Throughout the material below, count each line in which the word "that" appears, then reply with the count only.

______________________________

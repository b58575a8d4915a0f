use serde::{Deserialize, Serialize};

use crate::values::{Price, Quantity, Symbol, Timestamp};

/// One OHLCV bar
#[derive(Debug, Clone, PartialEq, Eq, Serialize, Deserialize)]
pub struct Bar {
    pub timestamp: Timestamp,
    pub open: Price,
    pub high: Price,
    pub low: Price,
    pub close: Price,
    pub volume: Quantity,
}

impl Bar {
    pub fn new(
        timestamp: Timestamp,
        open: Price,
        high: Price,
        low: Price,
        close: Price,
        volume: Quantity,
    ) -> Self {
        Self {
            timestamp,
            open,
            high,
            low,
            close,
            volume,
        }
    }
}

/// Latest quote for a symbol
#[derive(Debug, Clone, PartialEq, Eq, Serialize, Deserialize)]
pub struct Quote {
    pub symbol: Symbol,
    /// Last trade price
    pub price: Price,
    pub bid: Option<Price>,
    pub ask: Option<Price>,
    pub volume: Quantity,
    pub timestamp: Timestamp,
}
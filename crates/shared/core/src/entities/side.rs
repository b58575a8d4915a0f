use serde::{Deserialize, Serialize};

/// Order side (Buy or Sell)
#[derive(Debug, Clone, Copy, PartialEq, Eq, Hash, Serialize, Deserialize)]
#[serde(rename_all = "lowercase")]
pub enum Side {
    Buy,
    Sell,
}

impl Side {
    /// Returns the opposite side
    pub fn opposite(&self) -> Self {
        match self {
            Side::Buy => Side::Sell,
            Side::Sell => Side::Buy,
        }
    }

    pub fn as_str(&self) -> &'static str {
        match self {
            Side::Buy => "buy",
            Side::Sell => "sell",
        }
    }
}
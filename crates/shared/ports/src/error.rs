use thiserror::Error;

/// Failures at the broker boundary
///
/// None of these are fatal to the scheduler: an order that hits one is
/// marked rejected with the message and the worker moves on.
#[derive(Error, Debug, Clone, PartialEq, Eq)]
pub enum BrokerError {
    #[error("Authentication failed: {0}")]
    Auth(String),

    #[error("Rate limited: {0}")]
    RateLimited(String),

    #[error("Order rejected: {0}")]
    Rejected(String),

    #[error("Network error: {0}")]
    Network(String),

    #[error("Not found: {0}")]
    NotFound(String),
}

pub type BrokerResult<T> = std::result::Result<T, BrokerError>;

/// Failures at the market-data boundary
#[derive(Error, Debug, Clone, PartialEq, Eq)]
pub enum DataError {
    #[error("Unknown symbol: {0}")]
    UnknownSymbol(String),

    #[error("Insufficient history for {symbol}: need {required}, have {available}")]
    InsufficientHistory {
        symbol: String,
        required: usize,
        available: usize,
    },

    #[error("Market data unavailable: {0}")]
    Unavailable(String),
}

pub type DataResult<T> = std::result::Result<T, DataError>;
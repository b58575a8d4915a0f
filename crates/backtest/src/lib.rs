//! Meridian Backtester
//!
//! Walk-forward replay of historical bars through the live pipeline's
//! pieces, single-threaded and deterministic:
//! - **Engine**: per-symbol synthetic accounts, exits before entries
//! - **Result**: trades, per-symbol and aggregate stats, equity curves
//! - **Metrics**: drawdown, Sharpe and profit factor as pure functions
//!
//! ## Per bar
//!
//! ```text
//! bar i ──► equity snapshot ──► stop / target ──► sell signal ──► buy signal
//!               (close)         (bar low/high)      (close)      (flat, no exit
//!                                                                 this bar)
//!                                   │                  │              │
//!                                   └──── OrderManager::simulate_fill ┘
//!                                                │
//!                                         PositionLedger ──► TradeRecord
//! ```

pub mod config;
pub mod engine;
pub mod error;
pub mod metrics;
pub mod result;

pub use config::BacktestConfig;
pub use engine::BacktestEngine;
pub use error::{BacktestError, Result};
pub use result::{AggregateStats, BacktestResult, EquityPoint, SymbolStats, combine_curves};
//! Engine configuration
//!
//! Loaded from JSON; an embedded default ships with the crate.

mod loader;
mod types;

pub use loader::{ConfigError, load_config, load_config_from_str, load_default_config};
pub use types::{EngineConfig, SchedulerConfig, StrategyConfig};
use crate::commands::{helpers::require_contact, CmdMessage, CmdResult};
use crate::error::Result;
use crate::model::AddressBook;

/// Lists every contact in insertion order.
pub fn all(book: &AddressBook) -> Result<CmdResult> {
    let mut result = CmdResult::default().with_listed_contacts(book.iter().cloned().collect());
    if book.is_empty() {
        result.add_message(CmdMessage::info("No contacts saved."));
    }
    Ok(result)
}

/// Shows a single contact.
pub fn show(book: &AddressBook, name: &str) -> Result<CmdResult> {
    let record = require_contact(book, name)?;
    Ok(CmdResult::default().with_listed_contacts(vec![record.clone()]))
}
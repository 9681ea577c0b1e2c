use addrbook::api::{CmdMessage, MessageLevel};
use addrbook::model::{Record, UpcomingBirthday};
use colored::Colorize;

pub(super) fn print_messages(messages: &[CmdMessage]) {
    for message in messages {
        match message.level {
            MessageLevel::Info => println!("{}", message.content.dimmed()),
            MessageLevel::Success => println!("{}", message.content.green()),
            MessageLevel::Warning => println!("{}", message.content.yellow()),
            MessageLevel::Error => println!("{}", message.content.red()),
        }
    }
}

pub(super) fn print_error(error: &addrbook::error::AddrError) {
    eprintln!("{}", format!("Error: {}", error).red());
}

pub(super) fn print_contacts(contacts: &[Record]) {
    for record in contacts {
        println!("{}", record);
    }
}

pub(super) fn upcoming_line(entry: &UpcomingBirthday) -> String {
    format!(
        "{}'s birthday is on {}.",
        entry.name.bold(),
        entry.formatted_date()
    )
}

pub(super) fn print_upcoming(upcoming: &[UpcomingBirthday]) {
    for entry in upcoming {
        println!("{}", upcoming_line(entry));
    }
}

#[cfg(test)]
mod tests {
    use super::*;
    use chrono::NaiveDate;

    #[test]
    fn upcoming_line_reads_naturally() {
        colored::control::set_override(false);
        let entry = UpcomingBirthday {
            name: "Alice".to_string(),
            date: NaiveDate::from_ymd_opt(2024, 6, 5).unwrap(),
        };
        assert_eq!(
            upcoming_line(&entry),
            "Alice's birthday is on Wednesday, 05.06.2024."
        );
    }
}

______________________________

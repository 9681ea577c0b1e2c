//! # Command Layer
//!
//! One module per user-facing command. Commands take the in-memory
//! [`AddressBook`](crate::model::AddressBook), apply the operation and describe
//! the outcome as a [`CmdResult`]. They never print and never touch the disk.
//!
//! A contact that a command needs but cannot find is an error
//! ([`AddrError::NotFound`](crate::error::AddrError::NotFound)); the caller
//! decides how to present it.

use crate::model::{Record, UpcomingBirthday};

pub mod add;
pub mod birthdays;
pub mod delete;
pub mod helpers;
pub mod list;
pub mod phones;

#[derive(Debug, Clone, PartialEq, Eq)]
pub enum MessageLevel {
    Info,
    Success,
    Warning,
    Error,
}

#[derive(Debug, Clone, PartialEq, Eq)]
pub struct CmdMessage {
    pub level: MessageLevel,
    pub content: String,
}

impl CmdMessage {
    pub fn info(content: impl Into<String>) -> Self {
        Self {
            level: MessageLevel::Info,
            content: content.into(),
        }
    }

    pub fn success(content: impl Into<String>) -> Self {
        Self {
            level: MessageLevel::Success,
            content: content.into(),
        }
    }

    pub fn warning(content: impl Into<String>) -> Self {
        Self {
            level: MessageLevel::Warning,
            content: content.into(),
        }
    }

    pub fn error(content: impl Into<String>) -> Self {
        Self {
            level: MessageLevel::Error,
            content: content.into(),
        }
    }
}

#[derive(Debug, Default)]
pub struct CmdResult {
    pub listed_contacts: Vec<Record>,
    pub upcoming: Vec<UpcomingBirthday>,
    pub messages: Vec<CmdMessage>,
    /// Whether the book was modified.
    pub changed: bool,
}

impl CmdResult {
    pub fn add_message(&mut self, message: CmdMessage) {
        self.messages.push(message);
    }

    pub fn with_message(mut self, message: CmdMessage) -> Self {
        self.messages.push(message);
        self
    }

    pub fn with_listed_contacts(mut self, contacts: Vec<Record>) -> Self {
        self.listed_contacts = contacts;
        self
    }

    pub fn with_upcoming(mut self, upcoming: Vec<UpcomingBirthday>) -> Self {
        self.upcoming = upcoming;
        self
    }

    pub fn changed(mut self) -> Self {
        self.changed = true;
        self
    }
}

______________________________

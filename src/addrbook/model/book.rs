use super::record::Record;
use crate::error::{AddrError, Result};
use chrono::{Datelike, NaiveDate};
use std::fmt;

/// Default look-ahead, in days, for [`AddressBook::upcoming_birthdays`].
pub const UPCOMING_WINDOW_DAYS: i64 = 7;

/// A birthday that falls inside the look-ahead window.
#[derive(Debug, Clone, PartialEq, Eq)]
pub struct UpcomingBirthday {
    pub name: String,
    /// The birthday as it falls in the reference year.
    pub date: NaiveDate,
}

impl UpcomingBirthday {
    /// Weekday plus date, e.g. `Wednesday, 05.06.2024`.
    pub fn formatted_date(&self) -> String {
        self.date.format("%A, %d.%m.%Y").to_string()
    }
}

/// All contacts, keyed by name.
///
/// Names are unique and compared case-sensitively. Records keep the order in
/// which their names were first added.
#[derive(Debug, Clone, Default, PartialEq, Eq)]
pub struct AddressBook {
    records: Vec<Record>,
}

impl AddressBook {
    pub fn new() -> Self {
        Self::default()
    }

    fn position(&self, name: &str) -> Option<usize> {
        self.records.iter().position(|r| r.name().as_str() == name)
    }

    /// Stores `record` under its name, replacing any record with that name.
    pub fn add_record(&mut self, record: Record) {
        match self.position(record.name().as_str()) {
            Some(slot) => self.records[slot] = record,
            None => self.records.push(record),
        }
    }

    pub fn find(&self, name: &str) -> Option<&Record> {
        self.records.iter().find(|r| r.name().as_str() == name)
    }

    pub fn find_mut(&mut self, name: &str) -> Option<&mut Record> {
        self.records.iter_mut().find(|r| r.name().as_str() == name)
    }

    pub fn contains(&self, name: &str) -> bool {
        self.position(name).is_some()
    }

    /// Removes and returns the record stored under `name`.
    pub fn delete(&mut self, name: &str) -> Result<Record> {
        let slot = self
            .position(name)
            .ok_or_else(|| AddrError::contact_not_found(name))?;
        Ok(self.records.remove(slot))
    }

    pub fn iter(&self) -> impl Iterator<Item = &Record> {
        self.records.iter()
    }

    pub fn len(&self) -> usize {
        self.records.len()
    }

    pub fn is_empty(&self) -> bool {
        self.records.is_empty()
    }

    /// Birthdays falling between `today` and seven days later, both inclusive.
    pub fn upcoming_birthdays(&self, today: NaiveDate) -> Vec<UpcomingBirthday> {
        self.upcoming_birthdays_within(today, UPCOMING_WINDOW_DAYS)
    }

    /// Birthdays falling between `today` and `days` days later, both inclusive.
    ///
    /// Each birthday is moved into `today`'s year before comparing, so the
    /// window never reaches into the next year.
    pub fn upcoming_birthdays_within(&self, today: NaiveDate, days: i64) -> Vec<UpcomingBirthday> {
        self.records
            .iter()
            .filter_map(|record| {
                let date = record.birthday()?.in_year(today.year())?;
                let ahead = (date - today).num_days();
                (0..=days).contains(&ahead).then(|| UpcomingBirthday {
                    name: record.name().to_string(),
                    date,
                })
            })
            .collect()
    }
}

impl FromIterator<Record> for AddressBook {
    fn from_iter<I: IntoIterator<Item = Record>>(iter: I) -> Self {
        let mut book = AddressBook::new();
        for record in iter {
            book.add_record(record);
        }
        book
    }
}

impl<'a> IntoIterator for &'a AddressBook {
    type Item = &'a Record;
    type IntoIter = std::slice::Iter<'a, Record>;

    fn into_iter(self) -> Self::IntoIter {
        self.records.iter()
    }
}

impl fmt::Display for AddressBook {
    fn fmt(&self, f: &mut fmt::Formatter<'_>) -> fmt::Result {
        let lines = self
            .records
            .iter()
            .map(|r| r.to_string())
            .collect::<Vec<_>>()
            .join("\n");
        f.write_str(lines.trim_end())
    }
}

______________________________

Reply: 4